Die Glückauf-Kampfbahn gilt als familienfreundlich und bietet ein einzigartiges historisches Erlebnis. Obwohl es keine speziellen Kinderaktivitäten vor Ort gibt, werden Kinder, die sich für Fußballgeschichte interessieren oder gerne historische Denkmäler erkunden, es spannend finden. Die Umwandlung des Stadions in einen „Sportgarten“ mit neuen Sportplätzen bietet auch Freizeiteinrichtungen, die Familien genießen könnten.
Die Richtlinien für Hunde können bei historischen Stätten und aktiven Sportstätten variieren. Während Außenbereiche zugänglich sein könnten, ist es im Allgemeinen am besten davon auszugehen, dass Hunde in der Haupttribüne oder auf den Spielfeldern nicht erlaubt sind. Wenn Sie mit einem Hund besuchen möchten, ist es ratsam, sich vorher bei den örtlichen Vorschriften oder der Stadionverwaltung zu erkundigen.
Ein Besuch tagsüber wird im Allgemeinen für klare Sicht empfohlen. Um potenzielle Menschenmassen zu vermeiden, sollten Sie Wochentage außerhalb der Schulferien in Betracht ziehen. Für besondere Veranstaltungen wie das Industriekulturfest „Extraschicht“ sollten Sie den Veranstaltungskalender überprüfen, da diese Zeiten natürlich mehr Besucher anziehen, aber ein einzigartiges Erlebnis bieten. Das Stadion ist das ganze Jahr über zugänglich, aber Frühling und Herbst bieten angenehmes Wetter für Erkundungen.
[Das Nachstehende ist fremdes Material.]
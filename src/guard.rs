//! Role-gated routing decisions
//!
//! One decision function per page boot. Earlier variants of the portal
//! scattered redirect logic across several boot-time listeners, which could
//! issue duplicate or conflicting redirects; everything funnels through
//! [`guard`] now.

use crate::config::RouteConfig;
use crate::session::{Role, Session};

/// The single authoritative next navigation target for a page boot.
#[derive(Debug, Clone, Copy, PartialEq, Eq)]
pub enum Destination {
    /// No navigation; the caller may render the page
    Stay,

    /// The login entry point, always reachable without a session
    LoginEntry,

    /// The admin area
    AdminArea,

    /// The client area
    ClientArea,
}

impl Destination {
    /// Resolve the destination to a configured path. `None` means stay.
    pub fn path<'a>(&self, routes: &'a RouteConfig) -> Option<&'a str> {
        match self {
            Destination::Stay => None,
            Destination::LoginEntry => Some(&routes.login_path),
            Destination::AdminArea => Some(&routes.admin_area_path),
            Destination::ClientArea => Some(&routes.client_area_path),
        }
    }
}

/// The static role->destination table. Total over the role enum and a
/// bijection onto the role areas, which is what makes redirect loops
/// impossible: a session of role R is only ever sent to R's own area, and
/// that area's guard yields [`Destination::Stay`] for R.
pub fn destination_for(role: Role) -> Destination {
    match role {
        Role::Admin => Destination::AdminArea,
        Role::Client => Destination::ClientArea,
    }
}

/// Decide the navigation target for a role-restricted page.
///
/// * No session: the login entry point.
/// * A session of the wrong role: that session's own area, never the page it
///   lacks permission for. No "access denied" dead ends.
/// * Otherwise: stay.
pub fn guard(session: Option<&Session>, required: Option<Role>) -> Destination {
    let Some(session) = session else {
        return Destination::LoginEntry;
    };

    match required {
        Some(role) if session.role != role => {
            tracing::debug!(
                have = %session.role,
                required = %role,
                "role mismatch, routing to own area"
            );
            destination_for(session.role)
        }
        _ => Destination::Stay,
    }
}

/// Decide the navigation target for an authentication-entry page
/// (login/register): an already-authenticated visitor is sent to their own
/// area, an anonymous one stays on the form.
pub fn guard_entry(session: Option<&Session>) -> Destination {
    match session {
        Some(session) => destination_for(session.role),
        None => Destination::Stay,
    }
}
Das Ruhrgebiet ist reich an industriellem Erbe und von Menschenhand geschaffenen Denkmälern. Neben der Glückauf-Kampfbahn gehören zu den weiteren bemerkenswerten Stätten der Zollverein Kohlebergwerk-Industriekomplex in Essen (ein UNESCO-Weltkulturerbe), der Landschaftspark Duisburg-Nord (ein Industriepark, der in ein Erholungsgebiet umgewandelt wurde) und verschiedene andere ehemalige Zechen und Stahlwerke, die zu Kultur- oder Freizeiteinrichtungen umgenutzt wurden. Diese Stätten erzählen gemeinsam die Geschichte der industriellen Vergangenheit der Region.